The kernel reports a read error (71, I think strerror() saya “protocol error”). How would/could the hub
hide this?

(It’s a single monitor, with a barrier in the middle, and lenses to let each eye see 1/2 of it. You undo the lens distortion in software in the fragment shader.)

It was just a wild guess (emphasis wild guess because I have no access to the Oculus, nor do I have a USB analyzer), but you already know that the HUB changes the error (or at least the message). Normally there is a root HUB and the USB signalling during a reset event would be directly controlled by the timing from the root HUB (to see this you would probably need a USB analyzier or a modified root HUB driver). When using a HUB the devices are no longer truly connected to the root HUB except via other HUB’s hardware and firmware (which controls some aspects of timing and may have some limited form of dealing with errors and marginal signals). A big example of how a HUB can change things is if they have multiple transaction translators (TT) or single TT…with multiple TT timings may shift waiting for other devices, but in single TT speed can be forced back significantly by a single slower device (which means using a HUB or not changes things, but using multiple devices on the HUB might change things even more). Probably won’t change the issue, but it would be important to know if the HUB which works around the issue is single- or multi-TT (lsusb -v). Also, the root HUB itself may or may not have multi-TT, although I’d hope all modern motherboards are multi.

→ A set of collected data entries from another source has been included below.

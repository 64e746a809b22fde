//! Per-entry download outcome.

use std::path::PathBuf;

use crate::error::FetchError;

/// How an existing file was accepted without fetching.
#[derive(Debug, Clone, Copy, PartialEq, Eq)]
pub enum SkipReason {
    /// The file's digest matched the manifest checksum.
    Verified,
    /// No checksum given; existence is sufficient.
    Unchecked,
}

/// Terminal result of processing one manifest entry.
#[derive(Debug, Clone, PartialEq, Eq)]
pub enum DownloadOutcome {
    /// The file was already present and acceptable.
    Skipped {
        /// Existing file.
        path: PathBuf,
        /// Why it was accepted.
        reason: SkipReason,
    },
    /// The file was fetched (and verified, if a checksum was given).
    Downloaded {
        /// Written file.
        path: PathBuf,
        /// Final size in bytes.
        size: u64,
    },
    /// The entry could not be materialized.
    Failed {
        /// What went wrong.
        error: FetchError,
    },
}

impl DownloadOutcome {
    /// Whether the entry counts towards the success total.
    pub const fn is_success(&self) -> bool {
        !matches!(self, Self::Failed { .. })
    }

    /// Path of the artifact on disk, if the entry succeeded.
    pub const fn path(&self) -> Option<&PathBuf> {
        match self {
            Self::Skipped { path, .. } | Self::Downloaded { path, .. } => Some(path),
            Self::Failed { .. } => None,
        }
    }
}
//! Remote source kinds and their manifest tags.

use std::fmt;

use serde::{Deserialize, Serialize};

/// The remote system an artifact is fetched from.
#[derive(Debug, Clone, Copy, PartialEq, Eq, Hash, PartialOrd, Ord, Serialize, Deserialize)]
#[serde(rename_all = "kebab-case")]
pub enum Source {
    /// `HuggingFace` Hub repository file.
    HuggingFace,
    /// S3-compatible bucket (Cloudflare R2).
    ObjectStorage,
    /// `CivitAI` model registry.
    ModelRegistry,
}

impl Source {
    /// Every source, in dispatch-table order.
    pub const ALL: [Self; 3] = [Self::HuggingFace, Self::ObjectStorage, Self::ModelRegistry];

    /// Resolve a manifest source tag (case-insensitive, surrounding
    /// whitespace ignored). Aliases are normalized here.
    pub fn from_tag(tag: &str) -> Option<Self> {
        match tag.trim().to_ascii_lowercase().as_str() {
            "huggingface" | "hf" => Some(Self::HuggingFace),
            "r2" | "cloudflare" => Some(Self::ObjectStorage),
            "civitai" => Some(Self::ModelRegistry),
            _ => None,
        }
    }

    /// Canonical tag written when an entry is serialized back to a manifest line.
    pub const fn tag(self) -> &'static str {
        match self {
            Self::HuggingFace => "huggingface",
            Self::ObjectStorage => "r2",
            Self::ModelRegistry => "civitai",
        }
    }

    /// Upper-cased label used in batch summaries.
    pub fn summary_label(self) -> String {
        self.tag().to_ascii_uppercase()
    }
}

impl fmt::Display for Source {
    fn fmt(&self, f: &mut fmt::Formatter<'_>) -> fmt::Result {
        f.write_str(self.tag())
    }
}
//! Configuration for the model registry client.

use std::time::Duration;

use artifetch_core::RetryPolicy;

/// Configuration for the `CivitAI` registry client.
///
/// # Example
///
/// ```
/// use artifetch_sources::RegistryClientConfig;
/// use std::time::Duration;
///
/// let config = RegistryClientConfig::new()
///     .with_optional_token(Some("token".to_string()))
///     .with_read_timeout(Duration::from_secs(120));
/// ```
#[derive(Debug, Clone)]
pub struct RegistryClientConfig {
    /// Base URL of the read API, with trailing slash
    pub(crate) base_url: String,
    /// User agent string for HTTP requests
    pub(crate) user_agent: String,
    /// Optional bearer token
    pub(crate) token: Option<String>,
    /// Connect timeout for every request
    pub(crate) connect_timeout: Duration,
    /// Whole-request timeout for metadata queries
    pub(crate) metadata_timeout: Duration,
    /// Idle read timeout while streaming a file
    pub(crate) read_timeout: Duration,
    /// Retry policy for metadata queries
    pub(crate) metadata_retry: RetryPolicy,
    /// Retry policy for file transfers
    pub(crate) download_retry: RetryPolicy,
}

impl Default for RegistryClientConfig {
    fn default() -> Self {
        Self {
            base_url: "https://civitai.com/api/v1/".to_string(),
            user_agent: concat!("artifetch/", env!("CARGO_PKG_VERSION")).to_string(),
            token: None,
            connect_timeout: Duration::from_secs(30),
            metadata_timeout: Duration::from_secs(30),
            read_timeout: Duration::from_secs(60),
            metadata_retry: RetryPolicy::new(3, Duration::from_secs(2)),
            download_retry: RetryPolicy::new(3, Duration::from_secs(5)),
        }
    }
}

impl RegistryClientConfig {
    /// Create a new configuration with default settings.
    #[must_use]
    pub fn new() -> Self {
        Self::default()
    }

    /// Set the base URL of the registry API.
    ///
    /// Defaults to `https://civitai.com/api/v1/`.
    #[must_use]
    pub fn with_base_url(mut self, url: impl Into<String>) -> Self {
        self.base_url = url.into();
        self
    }

    /// Set the user agent string for HTTP requests.
    #[must_use]
    pub fn with_user_agent(mut self, user_agent: impl Into<String>) -> Self {
        self.user_agent = user_agent.into();
        self
    }

    /// Set an optional authentication token.
    #[must_use]
    pub fn with_optional_token(mut self, token: Option<String>) -> Self {
        self.token = token;
        self
    }

    /// Set the idle read timeout used while streaming files.
    ///
    /// Defaults to 60 seconds.
    #[must_use]
    pub const fn with_read_timeout(mut self, timeout: Duration) -> Self {
        self.read_timeout = timeout;
        self
    }

    /// Set the retry policy for metadata queries.
    ///
    /// Defaults to 3 attempts, 2 seconds apart.
    #[must_use]
    pub const fn with_metadata_retry(mut self, policy: RetryPolicy) -> Self {
        self.metadata_retry = policy;
        self
    }

    /// Set the retry policy for file transfers.
    ///
    /// Defaults to 3 attempts, 5 seconds apart.
    #[must_use]
    pub const fn with_download_retry(mut self, policy: RetryPolicy) -> Self {
        self.download_retry = policy;
        self
    }
}

#[cfg(test)]
mod tests {
    use super::*;

    #[test]
    fn test_default_config() {
        let config = RegistryClientConfig::new();
        assert_eq!(config.base_url, "https://civitai.com/api/v1/");
        assert!(config.user_agent.starts_with("artifetch/"));
        assert!(config.token.is_none());
        assert_eq!(config.metadata_retry, RetryPolicy::new(3, Duration::from_secs(2)));
        assert_eq!(config.download_retry, RetryPolicy::new(3, Duration::from_secs(5)));
    }

    #[test]
    fn test_builder_pattern() {
        let config = RegistryClientConfig::new()
            .with_base_url("http://localhost:9000/api/")
            .with_user_agent("test-agent")
            .with_optional_token(Some("secret".to_string()))
            .with_download_retry(RetryPolicy::once());

        assert_eq!(config.base_url, "http://localhost:9000/api/");
        assert_eq!(config.user_agent, "test-agent");
        assert_eq!(config.token.as_deref(), Some("secret"));
        assert_eq!(config.download_retry.max_attempts, 1);
    }
}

When you have a non-root HUB connected to a root HUB the reset is actually relayed by firmware in the non-root HUB, so timings differ (controlled mostly by a single dedicated ASIC with no programmable options, but it is still a program). The non-root HUB has a driver of sorts (even if it is in a bare metal environment) and one of two types of errors are of interest: Either logic errors which violate standards but get passed through unmodified, or else timing and level errors which are marginal. In the case of the former it would be obvious and the non-root HUB would pass this information on either by sending a copy of the same bad logic or else by sending its own interpretation of that logic (in which case the error would be the same or slightly altered but still an error). In the latter level/timing case the ASIC of the non-root HUB would be the actual output seen by the Jetson, and the levels and timings would be via the ASIC in the HUB rather than from the Oculus (perhaps the Oculus does not respond as fast to resets but the HUB acts as a sort of buffer on timings)…if something is lost or gained via timings prior to this it might be called a protocol error even though it was really a signal issue.

What would be interesting is to use a debug version of the linux kernel and put a break point on the error and see what leads up to it; see if it is missing data which is not missing under a HUB…indicating perhaps timing and level issues fixed by the HUB buffering timings and levels.